= The problem =
State only how many lines below include the word "bytes".

= Records to process =
= Beginning of Section =

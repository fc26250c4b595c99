//! Text extraction for uploaded files.
//!
//! Dispatches on the filename extension: PDFs go through `pdf-extract`,
//! `.txt` and `.md` are decoded as UTF-8. Unsupported extensions are
//! rejected before anything touches the store.

/// File extensions accepted by the upload pipeline.
pub const SUPPORTED_EXTENSIONS: &[&str] = &["pdf", "txt", "md"];

/// Extraction error. Rejected uploads never reach persistence.
#[derive(Debug)]
pub enum ExtractError {
    UnsupportedFormat(String),
    Pdf(String),
    Utf8(String),
}

impl std::fmt::Display for ExtractError {
    fn fmt(&self, f: &mut std::fmt::Formatter<'_>) -> std::fmt::Result {
        match self {
            ExtractError::UnsupportedFormat(name) => {
                write!(
                    f,
                    "unsupported file type: {} (supported: .pdf, .txt, .md)",
                    name
                )
            }
            ExtractError::Pdf(e) => write!(f, "PDF extraction failed: {}", e),
            ExtractError::Utf8(e) => write!(f, "text decoding failed: {}", e),
        }
    }
}

impl std::error::Error for ExtractError {}

/// Extract plain UTF-8 text from raw file bytes, dispatching on the
/// extension of `filename`.
pub fn extract_text(bytes: &[u8], filename: &str) -> Result<String, ExtractError> {
    let ext = filename
        .rsplit('.')
        .next()
        .map(|e| e.to_ascii_lowercase())
        .unwrap_or_default();

    match ext.as_str() {
        "pdf" => extract_pdf(bytes),
        "txt" | "md" if filename.contains('.') => decode_utf8(bytes),
        _ => Err(ExtractError::UnsupportedFormat(filename.to_string())),
    }
}

fn extract_pdf(bytes: &[u8]) -> Result<String, ExtractError> {
    pdf_extract::extract_text_from_mem(bytes).map_err(|e| ExtractError::Pdf(e.to_string()))
}

fn decode_utf8(bytes: &[u8]) -> Result<String, ExtractError> {
    String::from_utf8(bytes.to_vec()).map_err(|e| ExtractError::Utf8(e.to_string()))
}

= End of Section =

= Response below =
8